■ What this task involves
Please copy every line below that contains the string "done".

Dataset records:
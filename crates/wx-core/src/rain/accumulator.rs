use core::cell::Cell;

use embassy_sync::blocking_mutex::Mutex;
use embassy_sync::blocking_mutex::raw::{CriticalSectionRawMutex, RawMutex};

/// Accumulator shared between the gauge task and the serving loop.
pub type SharedPulses = PulseAccumulator<CriticalSectionRawMutex>;

/// Raw gauge pulse count behind a blocking mutex.
///
/// `increment` and `drain_and_reset` are the only ways to touch the count;
/// both hold the lock for a single read-modify-write so neither context can
/// observe a half-applied update from the other.
pub struct PulseAccumulator<M: RawMutex> {
    count: Mutex<M, Cell<u32>>,
}

impl<M: RawMutex> Default for PulseAccumulator<M> {
    fn default() -> Self {
        Self::new()
    }
}

impl<M: RawMutex> PulseAccumulator<M> {
    pub const fn new() -> Self {
        Self {
            count: Mutex::new(Cell::new(0)),
        }
    }

    /// Records one gauge tip.
    ///
    /// Saturates at `u32::MAX` rather than wrapping back to zero.
    pub fn increment(&self) {
        self.count.lock(|count| count.set(count.get().saturating_add(1)));
    }

    /// Returns the pulses recorded since the previous drain and zeroes the count.
    pub fn drain_and_reset(&self) -> u32 {
        self.count.lock(|count| count.replace(0))
    }
}

#[cfg(test)]
mod tests {
    use super::*;
    use embassy_sync::blocking_mutex::raw::NoopRawMutex;
    use std::sync::Arc;
    use std::sync::atomic::{AtomicBool, AtomicU64, Ordering};
    use std::thread;
    use std::vec::Vec;

    #[test]
    fn drain_returns_every_increment_and_resets() {
        let pulses = PulseAccumulator::<NoopRawMutex>::new();
        for _ in 0..37 {
            pulses.increment();
        }

        assert_eq!(pulses.drain_and_reset(), 37);
        assert_eq!(pulses.drain_and_reset(), 0);
    }

    #[test]
    fn increment_saturates_instead_of_wrapping() {
        let pulses = PulseAccumulator::<NoopRawMutex>::new();
        pulses.count.lock(|count| count.set(u32::MAX - 1));

        pulses.increment();
        pulses.increment();

        assert_eq!(pulses.drain_and_reset(), u32::MAX);
    }

    #[test]
    fn concurrent_increments_and_drains_conserve_count() {
        const PRODUCERS: u64 = 4;
        const PULSES_PER_PRODUCER: u64 = 25_000;

        let pulses = Arc::new(SharedPulses::new());
        let done = Arc::new(AtomicBool::new(false));
        let drained = Arc::new(AtomicU64::new(0));

        let drainer = {
            let pulses = Arc::clone(&pulses);
            let done = Arc::clone(&done);
            let drained = Arc::clone(&drained);
            thread::spawn(move || {
                while !done.load(Ordering::Acquire) {
                    drained.fetch_add(pulses.drain_and_reset() as u64, Ordering::Relaxed);
                    thread::yield_now();
                }
            })
        };

        let producers: Vec<_> = (0..PRODUCERS)
            .map(|_| {
                let pulses = Arc::clone(&pulses);
                thread::spawn(move || {
                    for _ in 0..PULSES_PER_PRODUCER {
                        pulses.increment();
                    }
                })
            })
            .collect();

        for producer in producers {
            producer.join().unwrap();
        }
        done.store(true, Ordering::Release);
        drainer.join().unwrap();

        let outstanding = pulses.drain_and_reset() as u64;
        assert_eq!(
            drained.load(Ordering::Relaxed) + outstanding,
            PRODUCERS * PULSES_PER_PRODUCER
        );
    }
}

■ Response to this exercise
        let done = Arc::new(AtomicBool::new(false));
            let done = Arc::clone(&done);
                while !done.load(Ordering::Acquire) {
        done.store(true, Ordering::Release);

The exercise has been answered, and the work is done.